We always recommend writing to a conventional datastore first, then pushing the data to Algolia. There are several reasons for this.

  1. Most conventional databases are immediately consistent (you can read immediately after you write and get the new data). This is essential for CRUD-based applications where saved form data is presented back to the user right away. Algolia is eventually consistent. It can take a second or two after indexing before new records appear in results. That’s not a good fit for CRUD apps.
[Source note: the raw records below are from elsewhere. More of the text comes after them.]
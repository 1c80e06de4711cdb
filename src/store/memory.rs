//! In-memory [`SeatingStore`] used by the service tests. Mirrors the
//! semantics of the Postgres implementation: lexical roll ranges,
//! trimmed/case-insensitive venue lookup, atomic replace, and the
//! (exam_id, student_id) unique constraint.

use std::sync::Mutex;

use crate::models::{Exam, NewSeating, NewVenue, Seating, Student, Venue};

use super::SeatingStore;

#[derive(Default)]
pub struct MemoryStore {
    inner: Mutex<Inner>,
}

#[derive(Default)]
struct Inner {
    exams: Vec<Exam>,
    students: Vec<Student>,
    venues: Vec<Venue>,
    seatings: Vec<Seating>,
    next_venue_id: i64,
    next_seating_id: i64,
}

impl MemoryStore {
    pub fn new() -> Self {
        MemoryStore {
            inner: Mutex::new(Inner {
                next_venue_id: 1,
                next_seating_id: 1,
                ..Inner::default()
            }),
        }
    }

    pub fn add_exam(&self, id: i64, title: &str, department: Option<&str>) {
        self.inner.lock().unwrap().exams.push(Exam {
            id,
            title: title.to_string(),
            department: department.map(str::to_string),
            exam_type: "Internal".to_string(),
            exam_date: None,
        });
    }

    pub fn add_student(&self, id: i64, roll: Option<&str>, department: Option<&str>) {
        self.inner.lock().unwrap().students.push(Student {
            id,
            name: format!("Student {}", id),
            roll_number: roll.map(str::to_string),
            department: department.map(str::to_string),
        });
    }

    pub fn add_venue(&self, name: &str, capacity: i32, available: bool) -> i64 {
        let mut inner = self.inner.lock().unwrap();
        let id = inner.next_venue_id;
        inner.next_venue_id += 1;
        inner.venues.push(Venue {
            id,
            name: name.to_string(),
            block: "Main Block".to_string(),
            capacity,
            exam_type: "All".to_string(),
            available,
        });
        id
    }
}

fn is_eligible(student: &Student, department: Option<&str>) -> bool {
    let Some(dept) = student.department.as_deref().map(str::trim) else {
        return false;
    };
    if dept.is_empty() {
        return false;
    }
    match department {
        Some(filter) => dept.eq_ignore_ascii_case(filter.trim()),
        None => true,
    }
}

impl SeatingStore for MemoryStore {
    async fn find_exam(&self, exam_id: i64) -> Result<Option<Exam>, sqlx::Error> {
        let inner = self.inner.lock().unwrap();
        Ok(inner.exams.iter().find(|e| e.id == exam_id).cloned())
    }

    async fn find_eligible_students(
        &self,
        department: Option<&str>,
    ) -> Result<Vec<Student>, sqlx::Error> {
        let inner = self.inner.lock().unwrap();
        let mut students: Vec<Student> = inner
            .students
            .iter()
            .filter(|s| is_eligible(s, department))
            .cloned()
            .collect();
        students.sort_by(|a, b| {
            a.roll_for_sort()
                .cmp(b.roll_for_sort())
                .then(a.id.cmp(&b.id))
        });
        Ok(students)
    }

    async fn find_student_by_roll(&self, roll: &str) -> Result<Option<Student>, sqlx::Error> {
        let inner = self.inner.lock().unwrap();
        Ok(inner
            .students
            .iter()
            .find(|s| s.roll_number.as_deref() == Some(roll))
            .cloned())
    }

    async fn find_students_by_roll_range(
        &self,
        start: &str,
        end: &str,
    ) -> Result<Vec<Student>, sqlx::Error> {
        let inner = self.inner.lock().unwrap();
        let mut students: Vec<Student> = inner
            .students
            .iter()
            .filter(|s| {
                s.roll_number
                    .as_deref()
                    .is_some_and(|r| r >= start && r <= end)
            })
            .cloned()
            .collect();
        students.sort_by(|a, b| {
            a.roll_for_sort()
                .cmp(b.roll_for_sort())
                .then(a.id.cmp(&b.id))
        });
        Ok(students)
    }

    async fn find_available_venues(&self) -> Result<Vec<Venue>, sqlx::Error> {
        let inner = self.inner.lock().unwrap();
        let mut venues: Vec<Venue> = inner
            .venues
            .iter()
            .filter(|v| v.available && v.capacity > 0)
            .cloned()
            .collect();
        venues.sort_by(|a, b| b.capacity.cmp(&a.capacity).then(a.id.cmp(&b.id)));
        Ok(venues)
    }

    async fn find_venue_by_name(&self, name: &str) -> Result<Option<Venue>, sqlx::Error> {
        let needle = name.trim().to_lowercase();
        let inner = self.inner.lock().unwrap();
        Ok(inner
            .venues
            .iter()
            .find(|v| v.name.trim().to_lowercase() == needle)
            .cloned())
    }

    async fn create_venue(&self, venue: NewVenue) -> Result<Venue, sqlx::Error> {
        let mut inner = self.inner.lock().unwrap();
        let id = inner.next_venue_id;
        inner.next_venue_id += 1;
        let venue = Venue {
            id,
            name: venue.name,
            block: venue.block,
            capacity: venue.capacity,
            exam_type: venue.exam_type,
            available: venue.available,
        };
        inner.venues.push(venue.clone());
        Ok(venue)
    }

    async fn replace_seatings(
        &self,
        exam_id: i64,
        rows: Vec<NewSeating>,
    ) -> Result<Vec<Seating>, sqlx::Error> {
        let mut inner = self.inner.lock().unwrap();

        // Unique (exam_id, student_id) check, as the database would enforce.
        for (i, a) in rows.iter().enumerate() {
            for b in rows.iter().skip(i + 1) {
                if a.exam_id == b.exam_id && a.student_id == b.student_id {
                    return Err(sqlx::Error::Protocol(format!(
                        "duplicate seating for exam {} student {}",
                        a.exam_id, a.student_id
                    )));
                }
            }
        }

        inner.seatings.retain(|s| s.exam_id != exam_id);
        let mut saved = Vec::with_capacity(rows.len());
        for row in rows {
            let id = inner.next_seating_id;
            inner.next_seating_id += 1;
            let seating = Seating {
                id,
                exam_id: row.exam_id,
                venue_id: row.venue_id,
                student_id: row.student_id,
                seat_label: row.seat_label,
            };
            inner.seatings.push(seating.clone());
            saved.push(seating);
        }
        Ok(saved)
    }

    async fn delete_seatings_for_exam(&self, exam_id: i64) -> Result<u64, sqlx::Error> {
        let mut inner = self.inner.lock().unwrap();
        let before = inner.seatings.len();
        inner.seatings.retain(|s| s.exam_id != exam_id);
        Ok((before - inner.seatings.len()) as u64)
    }

    async fn seatings_for_exam(&self, exam_id: i64) -> Result<Vec<Seating>, sqlx::Error> {
        let inner = self.inner.lock().unwrap();
        Ok(inner
            .seatings
            .iter()
            .filter(|s| s.exam_id == exam_id)
            .cloned()
            .collect())
    }

    async fn seatings_for_venue(&self, venue_id: i64) -> Result<Vec<Seating>, sqlx::Error> {
        let inner = self.inner.lock().unwrap();
        Ok(inner
            .seatings
            .iter()
            .filter(|s| s.venue_id == venue_id)
            .cloned()
            .collect())
    }

    async fn seatings_for_student(&self, student_id: i64) -> Result<Vec<Seating>, sqlx::Error> {
        let inner = self.inner.lock().unwrap();
        Ok(inner
            .seatings
            .iter()
            .filter(|s| s.student_id == student_id)
            .cloned()
            .collect())
    }
}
  2. The best JSON format for search might be different than the best general purpose format. The indexing process often involves a transformation where attributes of the original JSON are added to, deleted or modified. For example, your general purpose data might have “phone_number” and “email” attributes, but for performance and security reasons you are better to exclude then from your search JSON if they can’t be searched on. If you only have an index but not a database behind it, you are forced to keep everything in the index, which may end up becoming unwieldy with too many attributes.

  3. You might need multiple indices, each with a different JSON structure, to handle all of your use cases. Safely updating multiple indices simultaneously is hard to reason about, especially if no single index can be considered a full, single source of truth. If an update succeeds against one index but fails against another, you may end up in an inconsistent state. You cannot make the whole transaction atomic (where all-or-nothing succeeds or fails) and you will need to write complicated retry logic to try to avoid inconsistencies.

These reasons are why we always recommend that you use a conventional database as the single source of truth for your application and push data from that database to Algolia. It might be a little more up-front setup but it saves headaches and provides flexibility down the road.

Reads

If most of the data your application needs can be fetched via an Algolia search, without jumping through a lot of hoops, than using Algolia as the “primary” source for reads can work really well. Not all searches require that a user explicitly types in a search query. Many other search refinements exist including facets, filters, and different orderings that can be prefilled by your application. So you can display “search results” to a user without them knowing it’s a search.

This is very common actually. The pattern works great for creating a browsing experience alongside a search, and many good applications combine both for the best overall experience. A big advantage of using Algolia to power browsing features is speed. Algolia’s infrastructure is highly optimized for low latency and will nearly always return results faster than an application server with a default or even optimized configuration, especially as the number of searchable records increases (and when taking into account global latency or using DSN). Using Algolia means that your user will see the page populated and ready to interact with in less time, even as your data set grows.

One thing we don’t recommend is using Algolia to do reads that must be immediately consistent, like when the data is being used to populate a form that the user will modify and save. If the data that is used to perform an update is out of date, the newest data will be overwritten. Remember that indexing operations can take a few seconds to complete, meaning that there is a window of time where your database and Algolia will serve different data for the same record.

So to sum it up - for writing data from your application, always write to a conventional database first and then push the data to Algolia. This gives you the most reliability and flexibility. Don’t write directly to Algolia without a database or you will be subject to inconsistencies and race conditions that will require you to maintain complex indexing code. For reading data from your application, use Algolia to power both search and browsing experiences. Algolia is heavily optimized for speed and will provide your users with the fastest loading times even as your application scales.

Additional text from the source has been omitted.